21 ноября. Окна стали матовыми от осевших капелек тумана и дождя.
«В передней стояли боты — мои и Тамары. Их украли. Чужих не было. Кто?..» Так пишет тетя Рая.
Дядя Борис много ест хлеба, хлеба мало, его пугают: «У тебя больной желудок... Тебе нельзя...»
«Вы уже начали есть капусту?.. Надо оставить на зиму...»
Темно. Темно. Темно.
Вечер.
Хочется молиться чему-нибудь, потому что надоело ругаться.

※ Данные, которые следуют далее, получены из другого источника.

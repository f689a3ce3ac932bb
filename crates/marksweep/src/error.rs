//! Collector errors.
//!
//! Each phase has its own error type so callers of `mark` or `sweep` only
//! match on what that phase can report. `CollectorError` joins them for
//! `collect`.

use thiserror::Error;

use crate::value::ObjectId;

/// Why an id was rejected.
#[derive(Debug, Clone, Copy, PartialEq, Eq)]
pub enum BadTarget {
    /// The id is not below the heap length.
    OutOfBounds {
        /// Heap length at the time of the check.
        len: usize,
    },
    /// The id names a slot reclaimed by a logical sweep.
    Freed,
}

impl std::fmt::Display for BadTarget {
    fn fmt(&self, f: &mut std::fmt::Formatter<'_>) -> std::fmt::Result {
        match self {
            Self::OutOfBounds { len } => write!(f, "out of bounds for heap of length {len}"),
            Self::Freed => f.write_str("a freed slot"),
        }
    }
}

/// A reference field points outside the heap or at a freed slot.
#[derive(Debug, Clone, Copy, PartialEq, Eq, Error)]
#[error("object {source_object} field {slot} references {target}, which is {kind}")]
pub struct InvalidReferenceError {
    /// Object holding the bad reference.
    pub source_object: ObjectId,
    /// Field index within that object.
    pub slot: usize,
    /// The referenced id.
    pub target: ObjectId,
    /// What is wrong with `target`.
    pub kind: BadTarget,
}

/// A root id points outside the heap or at a freed slot.
#[derive(Debug, Clone, Copy, PartialEq, Eq, Error)]
#[error("root {root} is {kind}")]
pub struct InvalidRootError {
    /// The rejected root.
    pub root: ObjectId,
    /// What is wrong with it.
    pub kind: BadTarget,
}

/// A marked object references an unmarked one.
///
/// Either the heap was mutated between mark and sweep or the mark phase
/// missed an edge. The sweep that reports this commits nothing.
#[derive(Debug, Clone, Copy, PartialEq, Eq, Error)]
#[error("live object {source_object} field {slot} references unmarked object {target}")]
pub struct DanglingReferenceError {
    /// The marked object.
    pub source_object: ObjectId,
    /// Field index within it.
    pub slot: usize,
    /// The unmarked target.
    pub target: ObjectId,
}

/// Any failure of a full collection cycle.
#[allow(missing_docs)]
#[derive(Debug, Clone, Copy, PartialEq, Eq, Error)]
pub enum CollectorError {
    #[error(transparent)]
    InvalidReference(#[from] InvalidReferenceError),

    #[error(transparent)]
    InvalidRoot(#[from] InvalidRootError),

    #[error(transparent)]
    DanglingReference(#[from] DanglingReferenceError),
}
//! A single heap allocation.

use crate::trace::{CollectEdges, Trace};
use crate::value::{ObjectId, Value};

/// One object in the heap.
///
/// The number of fields is fixed when the object is created. The `marked`
/// and `freed` flags belong to the collector and can only be read from
/// outside the crate.
#[derive(Debug, Clone, PartialEq, Eq)]
pub struct HeapObject {
    marked: bool,
    freed: bool,
    fields: Box<[Value]>,
}

impl HeapObject {
    /// Create an unmarked, live object holding `fields`.
    #[must_use]
    pub fn new(fields: impl Into<Box<[Value]>>) -> Self {
        Self {
            marked: false,
            freed: false,
            fields: fields.into(),
        }
    }

    /// Create an object with `slots` fields, all `Immediate(0)`.
    #[must_use]
    pub fn with_slots(slots: usize) -> Self {
        Self::new(vec![Value::default(); slots])
    }

    /// Whether the collector has marked this object in the current cycle.
    #[must_use]
    pub const fn is_marked(&self) -> bool {
        self.marked
    }

    /// Whether a logical sweep has reclaimed this slot.
    #[must_use]
    pub const fn is_freed(&self) -> bool {
        self.freed
    }

    /// The object's fields.
    #[must_use]
    pub fn fields(&self) -> &[Value] {
        &self.fields
    }

    /// Number of fields.
    #[must_use]
    pub fn slots(&self) -> usize {
        self.fields.len()
    }

    /// Targets of every reference field, in field order.
    #[must_use]
    pub fn references(&self) -> Vec<ObjectId> {
        let mut edges = CollectEdges::default();
        self.trace(&mut edges);
        edges.edges.into_iter().map(|(_, target)| target).collect()
    }

    pub(crate) const fn set_marked(&mut self, marked: bool) {
        self.marked = marked;
    }

    pub(crate) const fn set_freed(&mut self, freed: bool) {
        self.freed = freed;
    }

    pub(crate) fn fields_mut(&mut self) -> &mut [Value] {
        &mut self.fields
    }

    /// Put a freed slot back into service with new contents.
    pub(crate) fn reinitialize(&mut self, fields: Box<[Value]>) {
        self.marked = false;
        self.freed = false;
        self.fields = fields;
    }
}
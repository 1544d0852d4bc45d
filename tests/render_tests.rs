//! Render tests - encoded frame layout

use tui_rain::core::{RainMatrix, SimpleRng};
use tui_rain::term::encode_frame_into;

const CURSOR_HOME: &str = "\x1b[1;1H";

fn encode(matrix: &RainMatrix) -> String {
    let mut out = Vec::new();
    encode_frame_into(matrix, &mut out).unwrap();
    String::from_utf8(out).expect("frame should be valid UTF-8")
}

#[test]
fn test_frame_starts_with_cursor_home() {
    let mut rng = SimpleRng::new(8);
    let matrix = RainMatrix::new(4, 3, &mut rng).unwrap();

    let frame = encode(&matrix);
    assert!(frame.starts_with(CURSOR_HOME));
}

#[test]
fn test_4x3_frame_layout() {
    let mut rng = SimpleRng::new(8);
    let matrix = RainMatrix::new(4, 3, &mut rng).unwrap();

    let frame = encode(&matrix);
    let body = frame.strip_prefix(CURSOR_HOME).unwrap();
    let lines: Vec<&str> = body.split("\r\n").collect();

    assert_eq!(lines.len(), 3, "height 3 should produce exactly 3 lines");
    for line in &lines {
        assert_eq!(line.chars().count(), 4, "width 4 should produce 4 chars per line");
        let chars: Vec<char> = line.chars().collect();
        assert_eq!(chars[1], ' ', "2nd character of every line is the blank marker");
        assert_eq!(chars[3], ' ', "4th character of every line is the blank marker");
    }
}

#[test]
fn test_no_line_break_after_final_row() {
    let mut rng = SimpleRng::new(8);
    let matrix = RainMatrix::new(6, 5, &mut rng).unwrap();

    let frame = encode(&matrix);
    assert!(!frame.ends_with('\n'));
    assert!(!frame.ends_with("\r\n"));
}

#[test]
fn test_single_row_frame_has_no_line_breaks_at_all() {
    let mut rng = SimpleRng::new(8);
    let matrix = RainMatrix::new(5, 1, &mut rng).unwrap();

    let frame = encode(&matrix);
    let body = frame.strip_prefix(CURSOR_HOME).unwrap();
    assert!(!body.contains("\r\n"));
    assert_eq!(body.chars().count(), 5);
}

#[test]
fn test_frame_body_matches_matrix_rows() {
    let mut rng = SimpleRng::new(21);
    let matrix = RainMatrix::new(8, 4, &mut rng).unwrap();

    let frame = encode(&matrix);
    let body = frame.strip_prefix(CURSOR_HOME).unwrap();

    for (y, line) in body.split("\r\n").enumerate() {
        let expected: String = matrix.row(y as u16).iter().collect();
        assert_eq!(line, expected, "Line {} should mirror matrix row {}", y, y);
    }
}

Гете, Байрон, Маяковский... На черта вы? На черта вы жили и портили перья, если боты и капуста — вот и все, что осталось, заполнило души людей?
Ну, скажи мне, месяц дорогой:
Отчего проклятой чепухой
Этой ночью белоголубой
Вновь забитым оказался череп мой?
Не умею, лицемеря, рифмовать —
Лишь сумей тоску мою понять:
Не к кому тебя мне ревновать —
Вечно в небе будешь ты один сиять.
Отчего так тяжек сердца груз?
Давит почему меня тоска?
Отчего, скажи, лишь ты мне друг
И тоска моя твоей близка?
Отчего мертвы мои друзья?
Может, сам я — просто архаизм?
Ветер мчится, тучи шевеля,
И в трубе застрял тоскливый свист.
Месяц в тучи спрятал белое лицо...
Черт возьми, какой же я дурак!
Тот, кому кричал я горячо,
Просто —
в небо брошенный пятак!
6 декабря. Вчера получил, наконец, ответ: «Уваж. товарищ! Со стороны языка и стиля Ваша поэма заставляет желать лучшего. Но в ней есть немало остроумных выражений, удачно схваченных образов. Нам думается, что Вам следовало бы вступить скорее на литературное поприще, чем на бухгалтерское....» И т.д.
Пассаж о бухгалтерском поприще — ответ на мою иронию.